Chapter 3: The Restaurant
Although it was only the third day of their relationship, coming to Century City was actually something Shu Yao and Lin Ran had planned yesterday.
But after work yesterday, Shu Yao had been held up by a last-minute faculty meeting and had then stayed to help a colleague who was also a head teacher. She didn’t leave until after nine. Lin Ran had waited for her outside the school for over three hours, ultimately just to drive her home.
The thought of it filled Shu Yao with guilt.
Trying to make up for the failed date, she followed Lin Ran from the parking garage into the shopping center’s silver elevator. Her fingertips, hidden in the pockets of her black, wide-legged trousers, quietly clutched a tissue to wipe away her sweat. She tried to naturally strike up a conversation and, while she was at it, hold her girlfriend’s hand.
“The restaurant I picked…”
“Level B1, arriving now.”
The elevator’s automated mechanical voice cut her off.
The doors opened, and the heavy air of another poorly ventilated parking level rushed in, along with a crowd of people. When Shu Yao realized the new arrivals were all strikingly familiar, her pupils contracted in shock.

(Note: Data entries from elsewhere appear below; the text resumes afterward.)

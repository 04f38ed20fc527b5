use std::collections::HashMap;

use async_trait::async_trait;
use medialib_core::models::MediaRow;
use medialib_core::{AppError, Media, MediaLibraryConfig};
use serde_json::Value;
use sqlx::PgPool;
use uuid::Uuid;

use crate::traits::MediaStore;

/// Repository for media asset rows.
///
/// The table name comes from startup configuration (never from request
/// input); ids and values are always bound parameters.
#[derive(Clone)]
pub struct MediaRepository {
    pool: PgPool,
    table: String,
}

const MEDIA_COLUMNS: &str =
    "id, uuid, filename, alt_text, caption, width, height, extra_metadata, created_at, updated_at";

impl MediaRepository {
    pub fn new(pool: PgPool, config: &MediaLibraryConfig) -> Self {
        Self {
            pool,
            table: config.medias_table.clone(),
        }
    }

    /// Insert a freshly uploaded asset. Alt text defaults to a value derived
    /// from the filename.
    pub async fn create(
        &self,
        uuid: Uuid,
        filename: &str,
        width: i32,
        height: i32,
    ) -> Result<Media, AppError> {
        let alt_text = Media::alt_text_from(filename);
        let row = sqlx::query_as::<_, MediaRow>(&format!(
            r#"
            INSERT INTO {} (uuid, filename, alt_text, width, height, created_at, updated_at)
            VALUES ($1, $2, $3, $4, $5, NOW(), NOW())
            RETURNING {}
            "#,
            self.table, MEDIA_COLUMNS
        ))
        .bind(uuid)
        .bind(filename)
        .bind(&alt_text)
        .bind(width)
        .bind(height)
        .fetch_one(&self.pool)
        .await
        .map_err(|e| {
            tracing::error!("Failed to create media '{}': {}", filename, e);
            AppError::Database(e)
        })?;

        tracing::info!("Created media {} ({})", row.id, row.filename);
        Ok(row.into_media())
    }

    /// Update the asset's own metadata: base caption/alt text and the extra
    /// field map (persisted as JSON text).
    pub async fn update_metadata(
        &self,
        media_id: i64,
        caption: Option<&str>,
        alt_text: Option<&str>,
        extra: &HashMap<String, Value>,
    ) -> Result<Media, AppError> {
        let extra_json = serde_json::to_string(extra)?;
        let row = sqlx::query_as::<_, MediaRow>(&format!(
            r#"
            UPDATE {} SET caption = $2, alt_text = $3, extra_metadata = $4, updated_at = NOW()
            WHERE id = $1
            RETURNING {}
            "#,
            self.table, MEDIA_COLUMNS
        ))
        .bind(media_id)
        .bind(caption)
        .bind(alt_text)
        .bind(&extra_json)
        .fetch_one(&self.pool)
        .await
        .map_err(|e| {
            tracing::error!("Failed to update media {}: {}", media_id, e);
            if matches!(e, sqlx::Error::RowNotFound) {
                AppError::NotFound(format!("Media {} not found", media_id))
            } else {
                AppError::Database(e)
            }
        })?;

        Ok(row.into_media())
    }
}

#[async_trait]
impl MediaStore for MediaRepository {
    async fn get_by_id(&self, media_id: i64) -> Result<Option<Media>, AppError> {
        let row = sqlx::query_as::<_, MediaRow>(&format!(
            "SELECT {} FROM {} WHERE id = $1",
            MEDIA_COLUMNS, self.table
        ))
        .bind(media_id)
        .fetch_optional(&self.pool)
        .await
        .map_err(|e| {
            tracing::error!("Failed to fetch media {}: {}", media_id, e);
            AppError::Database(e)
        })?;

        Ok(row.map(MediaRow::into_media))
    }

    async fn tag_names(&self, media_id: i64) -> Result<Vec<String>, AppError> {
        let names = sqlx::query_scalar::<_, String>(
            "SELECT name FROM media_tags WHERE media_id = $1 ORDER BY name",
        )
        .bind(media_id)
        .fetch_all(&self.pool)
        .await
        .map_err(|e| {
            tracing::error!("Failed to fetch tags for media {}: {}", media_id, e);
            AppError::Database(e)
        })?;

        Ok(names)
    }

    async fn delete(&self, media_id: i64) -> Result<(), AppError> {
        let result = sqlx::query(&format!("DELETE FROM {} WHERE id = $1", self.table))
            .bind(media_id)
            .execute(&self.pool)
            .await
            .map_err(|e| {
                tracing::error!("Failed to delete media {}: {}", media_id, e);
                AppError::Database(e)
            })?;

        if result.rows_affected() == 0 {
            return Err(AppError::NotFound(format!("Media {} not found", media_id)));
        }

        tracing::info!("Deleted media {}", media_id);
        Ok(())
    }
}
//! Medialib Database Layer
//!
//! This crate provides the sqlx/Postgres repositories backing the media
//! library: asset rows, the polymorphic ownership index, and the deletion
//! guard predicate. Table names come from startup configuration.

pub mod db;
pub mod traits;

pub use db::{MediaRepository, MediableRepository};
pub use traits::{MediaStore, OwnershipIndex};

“Well, well, Teacher Shu, what a coincidence! To think your ‘plans’ were to come to Century City!” A loud male voice exploded throughout the elevator.
The hand Shu Yao had been about to pull out of her pocket immediately froze. She had no idea how he and several of her female colleagues had ended up here.
She became intensely nervous, and her expression, to others, instantly turned cold. Her light-colored pupils, in particular, became like emotionless bronze mirrors, reflecting the discolored temple of the man’s glasses as he leaned closer, and the few matted strands of his unkempt, greasy bangs.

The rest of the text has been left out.